I'm having trouble with the trafo function for SMOTE {smotefamily}'s K parameter. In particular, when the number of nearest neighbours K is greater than or equal to the sample size, an error is returned (warning("k should be less than sample size!")) and the tuning process is terminated.
The user cannot control K to be smaller than the sample size during the internal resampling process. This would have to be controlled internally so that if, for instance, trafo_K = 2 ^ K >= sample_size for some value of K, then, say, trafo_K = sample_size - 1.
I was wondering if there's a solution to this or if one is already on its way?

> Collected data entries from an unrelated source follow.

//! Level-synchronized scanner.
//!
//! # Overview
//!
//! [`LevelScanner`] advances every root one directory depth at a time:
//! 1. **List**: read each frontier directory under each root, collecting
//!    filtered file names and subdirectory names as shared relative paths
//! 2. **Compare**: classify each candidate file by size, then by hash when
//!    all sizes agree
//! 3. **Advance**: the collected subdirectories become the next frontier
//!
//! The walk stops when a depth yields no subdirectories. Every root after
//! the first is compared against the first (the reference root).
//!
//! # Example
//!
//! ```no_run
//! use treecmp::compare::{LevelScanner, ScanConfig};
//! use treecmp::filter::PatternFilter;
//! use treecmp::report::{OutputConfig, Reporter};
//! use std::path::PathBuf;
//!
//! let scanner = LevelScanner::new(PatternFilter::accept_all(), ScanConfig::default()).unwrap();
//! let mut reporter = Reporter::new(std::io::stdout(), OutputConfig::default());
//! let roots = vec![PathBuf::from("/data"), PathBuf::from("/backup/data")];
//!
//! let summary = scanner.run_scan(&roots, &mut reporter).unwrap();
//! println!("{} duplicates, {} missing", summary.duplicates, summary.missing);
//! ```

use std::io::Write;
use std::path::{Path, PathBuf};
use std::sync::atomic::{AtomicBool, Ordering};
use std::sync::Arc;
use std::time::{Duration, Instant};

use chrono::{DateTime, Utc};
use rayon::prelude::*;
use serde::Serialize;

use super::{resolve, root_frontier, CandidateSet, CompareMode, Frontier, SizeMismatch};
use crate::filter::{FilterError, PathFilter, PatternFilter};
use crate::progress::ProgressCallback;
use crate::report::{Counters, Outcome, Reporter};
use crate::scanner::{ContentHasher, DirectoryLister, EntryKind, FsLister, Hash, Hasher};

/// Configuration for the level scanner.
#[derive(Clone)]
pub struct ScanConfig {
    /// Size-only or size-then-hash comparison.
    pub mode: CompareMode,
    /// How present files with different sizes are classified.
    pub size_mismatch: SizeMismatch,
    /// Worker threads for per-level classification (1 = inline).
    pub io_threads: usize,
    /// Optional shutdown flag for graceful termination.
    pub shutdown_flag: Option<Arc<AtomicBool>>,
    /// Optional progress callback.
    pub progress_callback: Option<Arc<dyn ProgressCallback>>,
}

impl std::fmt::Debug for ScanConfig {
    fn fmt(&self, f: &mut std::fmt::Formatter<'_>) -> std::fmt::Result {
        f.debug_struct("ScanConfig")
            .field("mode", &self.mode)
            .field("size_mismatch", &self.size_mismatch)
            .field("io_threads", &self.io_threads)
            .field("shutdown_flag", &self.shutdown_flag)
            .field(
                "progress_callback",
                &self.progress_callback.as_ref().map(|_| "<callback>"),
            )
            .finish()
    }
}

impl Default for ScanConfig {
    fn default() -> Self {
        Self {
            mode: CompareMode::Content,
            size_mismatch: SizeMismatch::Missing,
            io_threads: 4,
            shutdown_flag: None,
            progress_callback: None,
        }
    }
}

library("mlr3") # mlr3 base package
library("mlr3misc") # contains some helper functions
library("mlr3pipelines") # create ML pipelines
library("mlr3tuning") # tuning ML algorithms
library("mlr3learners") # additional ML algorithms
library("mlr3viz") # autoplot for benchmarks
library("paradox") # hyperparameter space
library("OpenML") # to obtain data sets
library("smotefamily") # SMOTE algorithm for imbalance correction
# get list of curated binary classification data sets (see https://arxiv.org/abs/1708.03731v2)
ds = listOMLDataSets(
number.of.classes = 2,
number.of.features = c(1, 100),
number.of.instances = c(5000, 10000)
)
# select imbalanced data sets (without categorical features as SMOTE cannot handle them)
ds = subset(ds, minority.class.size / number.of.instances < 0.2 &
number.of.symbolic.features == 1)
ds
d = getOMLDataSet(980)
d
# make sure target is a factor and create mlr3 tasks
data = as.data.frame(d)
data[[d$target.features]] = as.factor(data[[d$target.features]])
task = TaskClassif$new(
id = d$desc$name, backend = data,
target = d$target.features)
task
# Code above copied from https://mlr3gallery.mlr-org.com/posts/2020-03-30-imbalanced-data/
class_counts <- table(task$truth())
majority_to_minority_ratio <- class_counts[class_counts == max(class_counts)] /
class_counts[class_counts == min(class_counts)]
# Pipe operator for SMOTE
po_smote <- po("smote", dup_size = round(majority_to_minority_ratio))
# Random Forest learner
rf <- lrn("classif.ranger", predict_type = "prob")
# Pipeline of Random Forest learner with SMOTE
graph <- po_smote %>>%
po('learner', rf, id = 'rf')
graph$plot()
# Graph learner
rf_smote <- GraphLearner$new(graph, predict_type = 'prob')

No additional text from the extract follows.